実際には、年金収入のみで生活している高齢者世帯は、それほど多くないのが現状です。

厚生労働省が公表した『2024(令和6)年 国民生活基礎調査の概況』によると、高齢者世帯のうち、公的年金・恩給が総所得の100%を占める世帯は43.4%となっています。

高齢者世帯の総所得に占める「公的年金・恩給」の割合別世帯構成8/8

高齢者世帯の総所得に占める「公的年金・恩給」の割合別世帯構成

出典:厚生労働省「2024(令和6)年 国民生活基礎調査の概況」II 各種世帯の所得等の状況

  • 総所得に占める公的年金・恩給の割合が100%の世帯:43.4%
  • 総所得に占める公的年金・恩給の割合が80~100%未満の世帯:16.4%
  • 総所得に占める公的年金・恩給の割合が60~80%未満の世帯:15.2%
  • 総所得に占める公的年金・恩給の割合が40~60%未満の世帯:12.9%
  • 総所得に占める公的年金・恩給の割合が20~40%未満の世帯:8.2%
  • 総所得に占める公的年金・恩給の割合が20%未満の世帯:4.0%

このデータから、残りの56.6%の高齢者世帯は、公的年金や恩給以外の所得を得て生活費をまかなっていることがわかります。

公的年金だけで生活するのは難しい可能性も視野に入れ、早めに老後の生活設計を立てておくことが大切といえるでしょう。

6. まとめ

今回は、年金生活をサポートする「年金生活者支援給付金」について、2026年度の改定内容を交えながら解説しました。

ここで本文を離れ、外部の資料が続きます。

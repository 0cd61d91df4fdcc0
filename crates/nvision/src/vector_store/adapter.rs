use std::collections::HashMap;

use serde_json::json;
use tokio::sync::RwLock;

use super::filter::Filter;
use super::types::{
  CollectionHandle, CollectionInfo, DistanceSpace, Embedding, EmbeddingBatch, GetRequest, GetResult, Include,
  Metadata, QueryRequest, QueryResult, UpdateBatch, DISTANCE_SPACE_KEY,
};
use super::SharedIndex;
use crate::error::{Outcome, Result, SearchError};

/// Unwrap a resolved collection handle or return the non-`Done` outcome as-is
macro_rules! resolved {
  ($outcome:expr) => {
    match $outcome {
      Outcome::Done(handle) => handle,
      Outcome::Absent => return Ok(Outcome::Absent),
      Outcome::Failed(err) => return Ok(Outcome::Failed(err)),
    }
  };
}

/// Connection-aware facade over a [`super::VectorIndex`].
///
/// Every operation except `connect`/`disconnect` returns
/// `Err(SearchError::NotConnected)` before a successful `connect`. After that,
/// backend failures never surface as `Err`: they are logged and reported as
/// [`Outcome::Failed`], and missing collections as [`Outcome::Absent`].
pub struct VectorStore {
  index: SharedIndex,
  client: RwLock<Option<SharedIndex>>,
  collections: RwLock<HashMap<String, CollectionHandle>>,
  distance_space: DistanceSpace,
}

impl VectorStore {
  pub fn new(index: SharedIndex) -> Self {
    Self {
      index,
      client: RwLock::new(None),
      collections: RwLock::new(HashMap::new()),
      distance_space: DistanceSpace::Cosine,
    }
  }

  /// Distance space stamped on collections this store creates
  pub fn with_distance_space(mut self, distance_space: DistanceSpace) -> Self {
    self.distance_space = distance_space;
    self
  }

  pub fn distance_space(&self) -> DistanceSpace {
    self.distance_space
  }

  pub fn describe(&self) -> String {
    self.index.describe()
  }

  pub async fn connect(&self) -> Result<()> {
    if self.is_connected().await {
      return Ok(());
    }

    self.index.heartbeat().await.map_err(|e| {
      let message = format!("{}: {e:#}", self.index.describe());
      bentley::error!(&format!("Failed to connect to vector store at {message}"));
      SearchError::Connection(message)
    })?;

    *self.client.write().await = Some(self.index.clone());
    bentley::info!(&format!("Connected to vector store at {}", self.index.describe()));
    Ok(())
  }

  /// Drop the client handle and every cached collection handle
  pub async fn disconnect(&self) {
    let had_client = self.client.write().await.take().is_some();
    self.collections.write().await.clear();
    if had_client {
      bentley::info!("Disconnected from vector store");
    }
  }

  pub async fn is_connected(&self) -> bool {
    self.client.read().await.is_some()
  }

  /// Get-or-create a collection. The configured distance space is added to
  /// `metadata` unless it already names one.
  pub async fn create_collection(&self, name: &str, metadata: Option<Metadata>) -> Result<Outcome<CollectionHandle>> {
    let client = self.client().await?;

    let mut metadata = metadata.unwrap_or_default();
    metadata
      .entry(DISTANCE_SPACE_KEY)
      .or_insert_with(|| json!(self.distance_space.as_str()));

    match client.get_or_create_collection(name, metadata).await {
      Ok(handle) => {
        self.collections.write().await.insert(name.to_string(), handle.clone());
        bentley::info!(&format!("Collection '{name}' ready"));
        Ok(Outcome::Done(handle))
      }
      Err(e) => Ok(failed("create_collection", name, &e)),
    }
  }

  /// Cached handle if resolved earlier in this session, otherwise a fresh lookup
  pub async fn get_collection(&self, name: &str) -> Result<Outcome<CollectionHandle>> {
    let client = self.client().await?;

    if let Some(handle) = self.collections.read().await.get(name) {
      return Ok(Outcome::Done(handle.clone()));
    }

    match client.get_collection(name).await {
      Ok(Some(handle)) => {
        self.collections.write().await.insert(name.to_string(), handle.clone());
        Ok(Outcome::Done(handle))
      }
      Ok(None) => {
        bentley::warn!(&format!("Collection '{name}' not found"));
        Ok(Outcome::Absent)
      }
      Err(e) => Ok(failed("get_collection", name, &e)),
    }
  }

  pub async fn delete_collection(&self, name: &str) -> Result<Outcome<()>> {
    let client = self.client().await?;

    match client.delete_collection(name).await {
      Ok(existed) => {
        self.collections.write().await.remove(name);
        if existed {
          bentley::info!(&format!("Deleted collection '{name}'"));
          Ok(Outcome::Done(()))
        } else {
          bentley::warn!(&format!("Collection '{name}' not found, nothing to delete"));
          Ok(Outcome::Absent)
        }
      }
      Err(e) => Ok(failed("delete_collection", name, &e)),
    }
  }

  /// Store a batch of vectors, creating the collection when it does not exist yet.
  ///
  /// Without explicit ids, entries get positional ids `doc_0`, `doc_1`, ...
  pub async fn add_embeddings(
    &self,
    collection: &str,
    embeddings: Vec<Embedding>,
    documents: Vec<String>,
    metadatas: Option<Vec<Metadata>>,
    ids: Option<Vec<String>>,
  ) -> Result<Outcome<()>> {
    let client = self.client().await?;

    let count = embeddings.len();
    check_len("documents", documents.len(), count)?;
    if let Some(metadatas) = &metadatas {
      check_len("metadatas", metadatas.len(), count)?;
    }
    if let Some(ids) = &ids {
      check_len("ids", ids.len(), count)?;
    }

    if count == 0 {
      bentley::verbose!(&format!("Nothing to add to '{collection}'"));
      return Ok(Outcome::Done(()));
    }

    let ids = ids.unwrap_or_else(|| (0..count).map(|i| format!("doc_{i}")).collect());
    let handle = resolved!(self.ensure_collection(collection).await?);

    let batch = EmbeddingBatch { ids, embeddings, documents, metadatas };
    match client.add(&handle, batch).await {
      Ok(()) => {
        bentley::info!(&format!("Added {count} embeddings to collection '{collection}'"));
        Ok(Outcome::Done(()))
      }
      Err(e) => Ok(failed("add", collection, &e)),
    }
  }

  /// Nearest-neighbour query. An empty `query_embeddings` list turns the call
  /// into a filtered lookup of up to `n_results` stored entries (no distances).
  pub async fn query_embeddings(
    &self,
    collection: &str,
    query_embeddings: Vec<Embedding>,
    n_results: usize,
    filter: Option<Filter>,
    include: Option<Include>,
  ) -> Result<Outcome<QueryResult>> {
    self.client().await?;
    let include = include.unwrap_or_default();

    if query_embeddings.is_empty() {
      let request = GetRequest { ids: None, filter, limit: Some(n_results), include };
      return Ok(self.get_embeddings(collection, request).await?.map(QueryResult::from));
    }

    let handle = resolved!(self.get_collection(collection).await?);
    let client = self.client().await?;
    let request = QueryRequest { query_embeddings, n_results, filter, include };

    match client.query(&handle, request).await {
      Ok(result) => {
        bentley::verbose!(&format!(
          "Query on '{collection}' returned {} hits",
          result.ids.first().map(Vec::len).unwrap_or(0)
        ));
        Ok(Outcome::Done(result))
      }
      Err(e) => Ok(failed("query", collection, &e)),
    }
  }

  /// Direct lookup by ids and/or metadata filter
  pub async fn get_embeddings(&self, collection: &str, request: GetRequest) -> Result<Outcome<GetResult>> {
    let client = self.client().await?;
    let handle = resolved!(self.get_collection(collection).await?);

    match client.get(&handle, request).await {
      Ok(result) => Ok(Outcome::Done(result)),
      Err(e) => Ok(failed("get", collection, &e)),
    }
  }

  /// Partial update by id; fields passed as `None` are left unchanged
  pub async fn update_embeddings(
    &self,
    collection: &str,
    ids: Vec<String>,
    embeddings: Option<Vec<Embedding>>,
    documents: Option<Vec<String>>,
    metadatas: Option<Vec<Metadata>>,
  ) -> Result<Outcome<()>> {
    let client = self.client().await?;

    if let Some(embeddings) = &embeddings {
      check_len("embeddings", embeddings.len(), ids.len())?;
    }
    if let Some(documents) = &documents {
      check_len("documents", documents.len(), ids.len())?;
    }
    if let Some(metadatas) = &metadatas {
      check_len("metadatas", metadatas.len(), ids.len())?;
    }

    let handle = resolved!(self.get_collection(collection).await?);
    let count = ids.len();
    let batch = UpdateBatch { ids, embeddings, documents, metadatas };

    match client.update(&handle, batch).await {
      Ok(()) => {
        bentley::info!(&format!("Updated {count} embeddings in collection '{collection}'"));
        Ok(Outcome::Done(()))
      }
      Err(e) => Ok(failed("update", collection, &e)),
    }
  }

  pub async fn delete_embeddings(&self, collection: &str, ids: Vec<String>) -> Result<Outcome<()>> {
    let client = self.client().await?;
    let handle = resolved!(self.get_collection(collection).await?);
    let count = ids.len();

    match client.delete(&handle, ids).await {
      Ok(()) => {
        bentley::info!(&format!("Deleted {count} embeddings from collection '{collection}'"));
        Ok(Outcome::Done(()))
      }
      Err(e) => Ok(failed("delete", collection, &e)),
    }
  }

  pub async fn get_collection_info(&self, name: &str) -> Result<Outcome<CollectionInfo>> {
    let client = self.client().await?;
    let handle = resolved!(self.get_collection(name).await?);

    match client.count(&handle).await {
      Ok(count) => Ok(Outcome::Done(CollectionInfo { name: handle.name, count, metadata: handle.metadata })),
      Err(e) => Ok(failed("count", name, &e)),
    }
  }

  pub async fn list_collections(&self) -> Result<Outcome<Vec<String>>> {
    let client = self.client().await?;

    match client.list_collections().await {
      Ok(collections) => Ok(Outcome::Done(collections.into_iter().map(|c| c.name).collect())),
      Err(e) => Ok(failed("list_collections", "*", &e)),
    }
  }

  async fn ensure_collection(&self, name: &str) -> Result<Outcome<CollectionHandle>> {
    match self.get_collection(name).await? {
      Outcome::Absent => self.create_collection(name, None).await,
      resolved => Ok(resolved),
    }
  }

  async fn client(&self) -> Result<SharedIndex> {
    self.client.read().await.clone().ok_or(SearchError::NotConnected)
  }
}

老齢・障害・遺族という3つの基礎年金に応じて支給要件が定められており、ご自身が対象となるか確認することが大切です。

物価の上昇が家計に影響を与える中で、このような公的な支援制度を知っているかどうかは、日々の暮らしの安心感に大きく関わってきます。

この給付金は自動的に支給されるものではなく、請求手続きが必要な点も忘れてはならないポイントです。

この記事をきっかけに、ご自身の年金生活について改めて考え、利用できる制度は積極的に活用してみてはいかがでしょうか。